[Start of Attachment]

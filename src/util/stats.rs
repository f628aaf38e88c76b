/// Integer moving average over a fixed window of samples.
#[derive(Debug, Clone)]
pub struct MovingAverage {
    window: Vec<i64>,
    count: u64,
    total: i64,
    average: i64,
}

impl MovingAverage {
    /// A window of `size` samples (minimum 1).
    pub fn new(size: usize) -> Self {
        Self {
            window: vec![0; size.max(1)],
            count: 0,
            total: 0,
            average: 0,
        }
    }

    pub fn update(&mut self, sample: i64) {
        let len = self.window.len() as u64;
        let slot = (self.count % len) as usize;
        self.count += 1;

        self.total += sample - self.window[slot];
        self.window[slot] = sample;
        self.average = self.total / self.count.min(len) as i64;
    }

    /// Mean of the last `min(count, window)` samples; 0 before any sample.
    pub fn average(&self) -> i64 {
        self.average
    }

    pub fn count(&self) -> u64 {
        self.count
    }
}

#[cfg(test)]
mod tests {
    use super::*;

    #[test]
    fn averages_partial_window() {
        let mut avg = MovingAverage::new(4);
        assert_eq!(avg.average(), 0);
        avg.update(10);
        avg.update(20);
        assert_eq!(avg.average(), 15);
    }

    #[test]
    fn old_samples_fall_out() {
        let mut avg = MovingAverage::new(3);
        for sample in [3, 3, 3, 9, 9, 9] {
            avg.update(sample);
        }
        assert_eq!(avg.average(), 9);
        assert_eq!(avg.count(), 6);

        avg.update(0);
        assert_eq!(avg.average(), 6);
    }
}
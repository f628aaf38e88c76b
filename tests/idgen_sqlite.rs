//! SQLite-backed id generation under concurrent load.

use std::collections::HashSet;
use std::sync::Arc;

use svckit::config::{AdmissionConfig, SqlConfig};
use svckit::db::SqlDb;
use svckit::idgen::{IdGenerator, SqlIdGen};

fn db(dir: &tempfile::TempDir, capacity: usize) -> SqlDb {
    SqlDb::new(&SqlConfig {
        path: dir.path().join("ids.db").to_string_lossy().into_owned(),
        admission: AdmissionConfig {
            capacity,
            hesitation_ms: 0,
        },
        idle_timeout_secs: 60,
    })
}

#[tokio::test(flavor = "multi_thread", worker_threads = 4)]
async fn concurrent_ids_are_unique_and_gated() {
    let dir = tempfile::tempdir().unwrap();
    let db = db(&dir, 1);
    let gen = Arc::new(SqlIdGen::open(db.clone(), "ids").await.unwrap());

    let tasks: Vec<_> = (0..4)
        .map(|_| {
            let gen = Arc::clone(&gen);
            tokio::spawn(async move {
                let mut ids = Vec::new();
                for _ in 0..25 {
                    ids.push(gen.next_id(None).await.unwrap());
                }
                ids
            })
        })
        .collect();

    let mut seen = HashSet::new();
    for task in tasks {
        for id in task.await.unwrap() {
            assert!(seen.insert(id), "duplicate id {id}");
        }
    }
    assert_eq!(seen.len(), 100);
    assert_eq!(seen.iter().min(), Some(&1));
    assert_eq!(seen.iter().max(), Some(&100));

    gen.close().await;
    assert_eq!(db.idle_connections(), 0);
    assert_eq!(db.admission().in_flight(), 0);
}
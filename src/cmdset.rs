//! Multi-command command-line parsing.
//!
//! Parses `program command [arguments]`, where each command owns its own
//! clap argument set and the set answers `help` the way `go help` does.

use clap::{ArgMatches, Command};
use std::collections::BTreeMap;
use std::fmt::Write as _;
use thiserror::Error;

/// Command names are padded to at least this width in the usage table.
const MIN_NAME_WIDTH: usize = 10;

/// Errors from [`CmdSet::parse_from`].
#[derive(Debug, Error)]
pub enum CmdSetError {
    /// Help was requested; the payload is the text to show.
    #[error("{0}")]
    Help(String),

    #[error("unknown command: {0}")]
    UnknownCommand(String),

    #[error(transparent)]
    Args(#[from] clap::Error),
}

/// One command in a [`CmdSet`].
#[derive(Debug, Clone)]
pub struct Cmd {
    name: String,
    explain: String,
    command: Command,
}

impl Cmd {
    pub fn name(&self) -> &str {
        &self.name
    }

    pub fn explain(&self) -> &str {
        &self.explain
    }

    /// Rendered help for this command's arguments.
    pub fn help(&self) -> String {
        self.command.clone().render_help().to_string()
    }
}

/// The command selected by a successful parse, with its parsed arguments.
#[derive(Debug, Clone)]
pub struct Winning {
    pub name: String,
    pub matches: ArgMatches,
}

/// A set of named commands.
#[derive(Debug, Clone)]
pub struct CmdSet {
    name: String,
    cmds: BTreeMap<String, Cmd>,
}

impl CmdSet {
    /// `name` is the program name shown in usage.
    pub fn new(name: impl Into<String>) -> Self {
        Self {
            name: name.into(),
            cmds: BTreeMap::new(),
        }
    }

    /// Define a command. `configure` adds its arguments.
    pub fn add(
        &mut self,
        name: impl Into<String>,
        explain: impl Into<String>,
        configure: impl FnOnce(Command) -> Command,
    ) -> &mut Self {
        let name = name.into();
        let explain = explain.into();
        let command = configure(
            Command::new(name.clone())
                .bin_name(format!("{} {}", self.name, name))
                .about(explain.clone()),
        );
        self.cmds.insert(name.clone(), Cmd { name, explain, command });
        self
    }

    pub fn lookup(&self, name: &str) -> Option<&Cmd> {
        self.cmds.get(name)
    }

    /// Command names in sorted order.
    pub fn names(&self) -> Vec<&str> {
        self.cmds.keys().map(String::as_str).collect()
    }

    /// Parse arguments following the program name.
    pub fn parse_from<I, T>(&self, args: I) -> Result<Winning, CmdSetError>
    where
        I: IntoIterator<Item = T>,
        T: Into<String>,
    {
        let args: Vec<String> = args.into_iter().map(Into::into).collect();
        let Some(first) = args.first() else {
            return Err(CmdSetError::Help(self.usage()));
        };

        let Some(cmd) = self.cmds.get(first) else {
            return Err(match first.as_str() {
                "-h" | "-help" | "--help" => CmdSetError::Help(self.usage()),
                "help" => match args.get(1).and_then(|name| self.cmds.get(name)) {
                    Some(cmd) => CmdSetError::Help(cmd.help()),
                    None => CmdSetError::Help(self.usage()),
                },
                _ => CmdSetError::UnknownCommand(first.clone()),
            });
        };

        match cmd.command.clone().try_get_matches_from(&args) {
            Ok(matches) => Ok(Winning {
                name: cmd.name.clone(),
                matches,
            }),
            Err(e) if e.kind() == clap::error::ErrorKind::DisplayHelp => {
                Err(CmdSetError::Help(e.to_string()))
            }
            Err(e) => Err(CmdSetError::Args(e)),
        }
    }

    /// The command table.
    pub fn usage(&self) -> String {
        let width = self
            .cmds
            .keys()
            .map(String::len)
            .max()
            .unwrap_or(0)
            .max(MIN_NAME_WIDTH);

        let mut out = String::new();
        let _ = writeln!(out, "\nUsage:\n\n{} command [arguments]\n\nThe commands are:\n", self.name);
        for cmd in self.cmds.values() {
            let _ = writeln!(out, "    {:width$}  {}", cmd.name, cmd.explain, width = width);
        }
        let _ = writeln!(
            out,
            "\nUse \"{} help [command]\" for more information about a command.\n",
            self.name
        );
        out
    }
}
//! In-flight tracking for graceful drain.
//!
//! # Responsibilities
//! - Count admitted, not yet finished units of work
//! - Let a shutdown sequence wait for the count to reach zero
//!
//! # Design Decisions
//! - Count lives in a watch channel so waiters wake on change instead of polling
//! - Increments happen through `track()` only; the guard's drop is the only decrement

use std::sync::Arc;
use std::time::Duration;
use tokio::sync::watch;

use super::error::DrainError;

/// Join-able in-flight counter.
#[derive(Debug, Clone)]
pub struct DrainCoordinator {
    in_flight: Arc<watch::Sender<usize>>,
}

impl DrainCoordinator {
    pub fn new() -> Self {
        let (tx, _) = watch::channel(0);
        Self {
            in_flight: Arc::new(tx),
        }
    }

    /// Record a new unit of work. Returns a guard that decrements on drop.
    pub fn track(&self) -> InFlightGuard {
        self.in_flight.send_modify(|n| *n += 1);
        InFlightGuard {
            in_flight: Arc::clone(&self.in_flight),
        }
    }

    /// Current in-flight count.
    pub fn in_flight(&self) -> usize {
        *self.in_flight.borrow()
    }

    /// Wait until no work is in flight.
    pub async fn wait_drained(&self) {
        let mut rx = self.in_flight.subscribe();
        let _ = rx.wait_for(|n| *n == 0).await;
    }

    /// Wait until drained or `timeout` elapses.
    pub async fn wait_drained_timeout(&self, timeout: Duration) -> Result<(), DrainError> {
        match tokio::time::timeout(timeout, self.wait_drained()).await {
            Ok(()) => Ok(()),
            Err(_) => Err(DrainError::Timeout {
                waited: timeout,
                remaining: self.in_flight(),
            }),
        }
    }
}

impl Default for DrainCoordinator {
    fn default() -> Self {
        Self::new()
    }
}

/// Guard for one in-flight unit of work.
#[derive(Debug)]
#[must_use = "dropping the guard ends the unit of work"]
pub struct InFlightGuard {
    in_flight: Arc<watch::Sender<usize>>,
}

impl Drop for InFlightGuard {
    fn drop(&mut self) {
        self.in_flight.send_modify(|n| *n -= 1);
    }
}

[End of Attachment]

Problem statement —
Write out exactly the lines from the beginning of the material above through the line with "before any sample.", including both and omitting all others.

Response area —
filename src/util/stats.rs
repository f628aaf38e88c76b
/// Integer moving average over a fixed window of samples.
#[derive(Debug, Clone)]
pub struct MovingAverage {
    window: Vec<i64>,
    count: u64,
    total: i64,
    average: i64,
}

impl MovingAverage {
    /// A window of `size` samples (minimum 1).
    pub fn new(size: usize) -> Self {
        Self {
            window: vec![0; size.max(1)],
            count: 0,
            total: 0,
            average: 0,
        }
    }

    pub fn update(&mut self, sample: i64) {
        let len = self.window.len() as u64;
        let slot = (self.count % len) as usize;
        self.count += 1;

        self.total += sample - self.window[slot];
        self.window[slot] = sample;
        self.average = self.total / self.count.min(len) as i64;
    }

    /// Mean of the last `min(count, window)` samples; 0 before any sample.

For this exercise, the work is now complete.